In reality, those who constitute the state, in conjunction with a small amount of wealthy elites from the public who are in patronage with the state, directly and exclusively control what is called public property. If the actual public were truly in control of it, they would be able to directly determine how their portion of it is used as individual or sell their portion of it. Instead, they are taxed to maintain the exclusive control over the property by bereaucrats. The public does not directly determine how the property in question is used. They are denied the true implications of ownership over it, despite being the ones who bear the cost for its maintainence.
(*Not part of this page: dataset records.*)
//! Locker projector: applies one event to the locker read models.
//!
//! The projector is a pure function of (current read model, event). Live
//! ingestion and rebuild both go through `LockerProjector::project`, so an
//! incremental derivation and a full replay of the same log always agree.

use lockstream_core::{CompartmentId, CompartmentKey, DomainError, EventId, LockerId, ReservationId};
use lockstream_events::{Event, LockerEvent};
use lockstream_lockers::{
    Compartment, DEFAULT_DEGRADE_THRESHOLD, DegradedTransition, Fault, Locker, Reservation,
};

use crate::error::EngineResult;
use crate::read_model::{ReadModelStore, Repositories, UnitOfWork};

/// How `ReservationExpired` adjusts `Locker.active_reservations`.
#[derive(Debug, Copy, Clone, Default, PartialEq, Eq)]
pub enum ExpiryCounting {
    /// Decrement only when a known reservation leaves an active status.
    #[default]
    ActiveOnly,
    /// Decrement on every expiry event, known reservation or not (floored at
    /// zero). Kept for parity with logs produced under that rule.
    Unconditional,
}

#[derive(Debug, Copy, Clone, PartialEq, Eq)]
pub struct ProjectorConfig {
    /// A compartment is degraded while an uncleared fault has at least this
    /// severity.
    pub degrade_threshold: i64,
    pub expiry_counting: ExpiryCounting,
}

impl Default for ProjectorConfig {
    fn default() -> Self {
        Self {
            degrade_threshold: DEFAULT_DEGRADE_THRESHOLD,
            expiry_counting: ExpiryCounting::default(),
        }
    }
}

#[derive(Debug, Clone, Default)]
pub struct LockerProjector {
    config: ProjectorConfig,
}

impl LockerProjector {
    pub fn new(config: ProjectorConfig) -> Self {
        Self { config }
    }

    /// Project `event` into `store` as one atomic unit of work.
    ///
    /// On error nothing is written.
    pub fn project<S>(&self, store: &S, event: &Event) -> EngineResult<()>
    where
        S: ReadModelStore + ?Sized,
    {
        let mut uow = UnitOfWork::new(store);
        self.apply(&mut uow, event)?;
        uow.commit()?;
        Ok(())
    }

    /// Run the handler for `event` against `repos`.
    ///
    /// Writes reach `repos` as they are made; use `project` for all-or-nothing
    /// semantics.
    pub fn apply<R>(&self, repos: &mut R, event: &Event) -> EngineResult<()>
    where
        R: Repositories + ?Sized,
    {
        let decoded = LockerEvent::try_from(event)?;
        tracing::debug!(
            event_id = %event.event_id(),
            locker_id = %event.locker_id(),
            event_type = %event.event_type(),
            "projecting event"
        );

        match decoded {
            LockerEvent::CompartmentRegistered { compartment_id } => {
                self.compartment_registered(repos, event, compartment_id)
            }
            LockerEvent::ReservationCreated {
                reservation_id,
                compartment_id,
            } => self.reservation_created(repos, event, reservation_id, compartment_id),
            LockerEvent::ParcelDeposited {
                reservation_id,
                compartment_id,
            } => self.parcel_deposited(repos, event, &reservation_id, compartment_id.as_ref()),
            LockerEvent::ParcelPickedUp {
                reservation_id,
                compartment_id,
            } => self.parcel_picked_up(repos, event, &reservation_id, compartment_id.as_ref()),
            LockerEvent::ReservationExpired { reservation_id } => {
                self.reservation_expired(repos, event, &reservation_id)
            }
            LockerEvent::FaultReported {
                compartment_id,
                severity,
            } => self.fault_reported(repos, event, compartment_id, severity),
            LockerEvent::FaultCleared {
                compartment_id,
                fault_event_id,
            } => self.fault_cleared(repos, event, compartment_id, &fault_event_id),
        }
    }

    fn compartment_registered<R: Repositories + ?Sized>(
        &self,
        repos: &mut R,
        event: &Event,
        compartment_id: CompartmentId,
    ) -> EngineResult<()> {
        let key = CompartmentKey::new(event.locker_id().clone(), compartment_id);
        if repos.get_compartment(&key)?.is_some() {
            return Err(
                DomainError::rule(format!("compartment {key} is already registered")).into(),
            );
        }

        let mut locker = load_locker(repos, event.locker_id())?;
        locker.compartment_registered();

        repos.upsert_compartment(Compartment::registered(key.locker_id, key.compartment_id))?;
        repos.upsert_locker(locker)?;
        Ok(())
    }

    fn reservation_created<R: Repositories + ?Sized>(
        &self,
        repos: &mut R,
        event: &Event,
        reservation_id: ReservationId,
        compartment_id: CompartmentId,
    ) -> EngineResult<()> {
        let key = CompartmentKey::new(event.locker_id().clone(), compartment_id);
        let mut compartment = require_compartment(repos, &key)?;

        if repos.get_reservation(&reservation_id)?.is_some() {
            return Err(
                DomainError::rule(format!("reservation {reservation_id} already exists")).into(),
            );
        }

        compartment.assign_reservation(reservation_id.clone())?;

        let mut locker = load_locker(repos, event.locker_id())?;
        locker.reservation_opened();

        repos.upsert_reservation(Reservation::created(
            reservation_id,
            key.locker_id,
            key.compartment_id,
        ))?;
        repos.upsert_compartment(compartment)?;
        repos.upsert_locker(locker)?;
        Ok(())
    }

    fn parcel_deposited<R: Repositories + ?Sized>(
        &self,
        repos: &mut R,
        event: &Event,
        reservation_id: &ReservationId,
        compartment_id: Option<&CompartmentId>,
    ) -> EngineResult<()> {
        let mut reservation = require_reservation(repos, event, reservation_id, compartment_id)?;
        reservation.deposit()?;
        repos.upsert_reservation(reservation)?;
        Ok(())
    }

    fn parcel_picked_up<R: Repositories + ?Sized>(
        &self,
        repos: &mut R,
        event: &Event,
        reservation_id: &ReservationId,
        compartment_id: Option<&CompartmentId>,
    ) -> EngineResult<()> {
        let mut reservation = require_reservation(repos, event, reservation_id, compartment_id)?;
        reservation.pick_up()?;

        release_compartment(repos, &reservation)?;

        let mut locker = load_locker(repos, reservation.locker_id())?;
        locker.reservation_closed();

        repos.upsert_reservation(reservation)?;
        repos.upsert_locker(locker)?;
        Ok(())
    }

    fn reservation_expired<R: Repositories + ?Sized>(
        &self,
        repos: &mut R,
        event: &Event,
        reservation_id: &ReservationId,
    ) -> EngineResult<()> {
        let unconditional = self.config.expiry_counting == ExpiryCounting::Unconditional;

        let Some(mut reservation) = repos.get_reservation(reservation_id)? else {
            tracing::debug!(%reservation_id, "expiry for unknown reservation ignored");
            if unconditional {
                close_one_reservation(repos, event.locker_id())?;
            }
            return Ok(());
        };
        ensure_same_locker(event, &reservation)?;

        let was_active = reservation.status().is_active();
        if reservation.expire() {
            release_compartment(repos, &reservation)?;
            repos.upsert_reservation(reservation.clone())?;
        } else {
            tracing::debug!(
                %reservation_id,
                status = %reservation.status(),
                "expiry for terminal reservation ignored"
            );
        }

        if was_active || unconditional {
            close_one_reservation(repos, reservation.locker_id())?;
        }
        Ok(())
    }

    fn fault_reported<R: Repositories + ?Sized>(
        &self,
        repos: &mut R,
        event: &Event,
        compartment_id: CompartmentId,
        severity: i64,
    ) -> EngineResult<()> {
        let key = CompartmentKey::new(event.locker_id().clone(), compartment_id);
        let compartment = require_compartment(repos, &key)?;

        repos.upsert_fault(Fault::reported(
            event.event_id().clone(),
            key.locker_id.clone(),
            key.compartment_id.clone(),
            severity,
        ))?;

        self.refresh_fault_flags(repos, compartment)
    }

    fn fault_cleared<R: Repositories + ?Sized>(
        &self,
        repos: &mut R,
        event: &Event,
        compartment_id: CompartmentId,
        fault_event_id: &EventId,
    ) -> EngineResult<()> {
        let key = CompartmentKey::new(event.locker_id().clone(), compartment_id);
        let compartment = require_compartment(repos, &key)?;

        let mut fault = repos
            .get_fault(fault_event_id)?
            .ok_or_else(|| DomainError::rule(format!("fault {fault_event_id} does not exist")))?;

        if !fault.belongs_to(&key.locker_id, &key.compartment_id) {
            return Err(DomainError::rule(format!(
                "fault {fault_event_id} was not reported for compartment {key}"
            ))
            .into());
        }

        fault.clear(event.event_id().clone())?;
        repos.upsert_fault(fault)?;

        self.refresh_fault_flags(repos, compartment)
    }

    /// Recompute the compartment's flags from its unresolved faults and keep
    /// the locker's degraded counter in step.
    fn refresh_fault_flags<R: Repositories + ?Sized>(
        &self,
        repos: &mut R,
        mut compartment: Compartment,
    ) -> EngineResult<()> {
        let summary = repos.active_fault_summary(compartment.key())?;
        let transition = compartment.apply_fault_summary(summary, self.config.degrade_threshold);

        if transition != DegradedTransition::Unchanged {
            let mut locker = load_locker(repos, compartment.locker_id())?;
            match transition {
                DegradedTransition::BecameDegraded => locker.compartment_degraded(),
                DegradedTransition::Recovered => locker.compartment_recovered(),
                DegradedTransition::Unchanged => {}
            }
            tracing::debug!(
                compartment = %compartment.key(),
                degraded = compartment.is_degraded(),
                "compartment degraded flag changed"
            );
            repos.upsert_locker(locker)?;
        }

        repos.upsert_compartment(compartment)?;
        Ok(())
    }
}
Private property, in my understanding, would be property that is owned and controled by private individuals, in contrast to being in the control of the state. The public is merely the sum total of private individuals. So in a quite literal sense private property is the only true public property in that it is actually under the ownership of the public. To truly "privatize" would be to transfer ownership to the public. True public ownership of the means of production, as in ownership by private individuals constituting the public, would inherently require the removal of state ownership of the means of production. However, there is a significant difference between genuine "privatization" and the bulk of what passes as "privatization" today. What usually passes as "privatization" today is merely the transferance of ownership and the granting of privilege and protection to a monopoly, to institutions that already are in collusion with the state to begin with.
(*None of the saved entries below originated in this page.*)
use serde::{Deserialize, Serialize};
use serde_json::{Map, Value as JsonValue};

use lockstream_core::{DomainError, DomainResult};

/// Open, string-keyed event payload.
///
/// Required keys depend on the event type; extraction helpers turn a missing,
/// empty or mistyped field into `DomainError::Validation`.
#[derive(Debug, Clone, Default, PartialEq, Serialize, Deserialize)]
#[serde(transparent)]
pub struct Payload(Map<String, JsonValue>);

impl Payload {
    pub fn new() -> Self {
        Self::default()
    }

    /// Builder-style insert.
    pub fn with(mut self, key: impl Into<String>, value: impl Into<JsonValue>) -> Self {
        self.0.insert(key.into(), value.into());
        self
    }

    pub fn is_empty(&self) -> bool {
        self.0.is_empty()
    }

    /// A required, non-empty string.
    pub fn require_str(&self, key: &str) -> DomainResult<&str> {
        match self.0.get(key) {
            Some(JsonValue::String(s)) if !s.is_empty() => Ok(s.as_str()),
            Some(JsonValue::String(_)) => Err(DomainError::validation(format!(
                "payload[{key:?}] must be a non-empty string"
            ))),
            None | Some(JsonValue::Null) => Err(DomainError::validation(format!(
                "payload[{key:?}] is required"
            ))),
            Some(other) => Err(DomainError::validation(format!(
                "payload[{key:?}] must be a non-empty string, got {}",
                kind(other)
            ))),
        }
    }

    /// A required whole number. Booleans and fractional numbers are rejected.
    pub fn require_int(&self, key: &str) -> DomainResult<i64> {
        match self.0.get(key) {
            Some(JsonValue::Number(n)) => n.as_i64().ok_or_else(|| {
                DomainError::validation(format!("payload[{key:?}] must be a whole number, got {n}"))
            }),
            None | Some(JsonValue::Null) => Err(DomainError::validation(format!(
                "payload[{key:?}] is required"
            ))),
            Some(other) => Err(DomainError::validation(format!(
                "payload[{key:?}] must be a whole number, got {}",
                kind(other)
            ))),
        }
    }

    /// An optional string; absent and `null` both read as `None`.
    pub fn optional_str(&self, key: &str) -> DomainResult<Option<&str>> {
        match self.0.get(key) {
            None | Some(JsonValue::Null) => Ok(None),
            Some(JsonValue::String(s)) => Ok(Some(s.as_str())),
            Some(other) => Err(DomainError::validation(format!(
                "payload[{key:?}] must be a string when present, got {}",
                kind(other)
            ))),
        }
    }
}

impl From<Map<String, JsonValue>> for Payload {
    fn from(map: Map<String, JsonValue>) -> Self {
        Self(map)
    }
}

impl TryFrom<JsonValue> for Payload {
    type Error = DomainError;

    fn try_from(value: JsonValue) -> Result<Self, Self::Error> {
        match value {
            JsonValue::Object(map) => Ok(Self(map)),
            JsonValue::Null => Ok(Self::default()),
            other => Err(DomainError::validation(format!(
                "payload must be an object, got {}",
                kind(&other)
            ))),
        }
    }
}

fn kind(value: &JsonValue) -> &'static str {
    match value {
        JsonValue::Null => "null",
        JsonValue::Bool(_) => "boolean",
        JsonValue::Number(_) => "number",
        JsonValue::String(_) => "string",
        JsonValue::Array(_) => "array",
        JsonValue::Object(_) => "object",
    }
}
Institutions such as corporations and central banks are chartered into existance by states and granted special legal privileges and protections. So-called private institutions that are in patronage with the state and that are granted the privilege of externalizing their costs onto members of the public are no longer independant. They may be viewed as extensions of the government. While to some extent they may still be under the control of certain private individuals, usually a very exclusive group, that control was granted to them by the state. They are dependant on the state for their existance and often the state is one of their main customers. This is especially true in the case of military industry, hence the term "military-industrial-complex". And of course central banks function as a mechanism of state policy. They enjoy immense macro-economic control that was granted to them by the state, a monopoly on the money supply.
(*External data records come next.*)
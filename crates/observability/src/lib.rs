//! Tracing and logging (shared setup).

/// Initialize process-wide observability (tracing/logging).
///
/// This is safe to call multiple times; subsequent calls become no-ops.
pub fn init() {
    tracing::init();
}

/// Tracing configuration (filters, layers).
pub mod tracing;

pub use crate::tracing::LogFormat;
In order for an institution to truly be "private" in the sense of being independant and in accordance with the principle of free association, all connections between that institution and the state have to be severed. If there is even the slightest symbiotic relationship between an institution and the state, and if an institution's very existance is that of a legal entity based on some kind of charter or protection, it cannot be considered fully "private". Unfortunately, due to the definitional confusion in public discourse, this fusion between state and private power is blamed entirely on "private" sphere and a non-existant free market. The state's role in the existance, maintainance and protection of such institutions is obfuscated. Unfortunately people like Noam Chomsky have a tendency to repeatedly conflate the distinction between laissez-faire and the fusionist corporatism that currently exists.
So those are some of my thoughts on this. I hope I haven't created more confusion then before.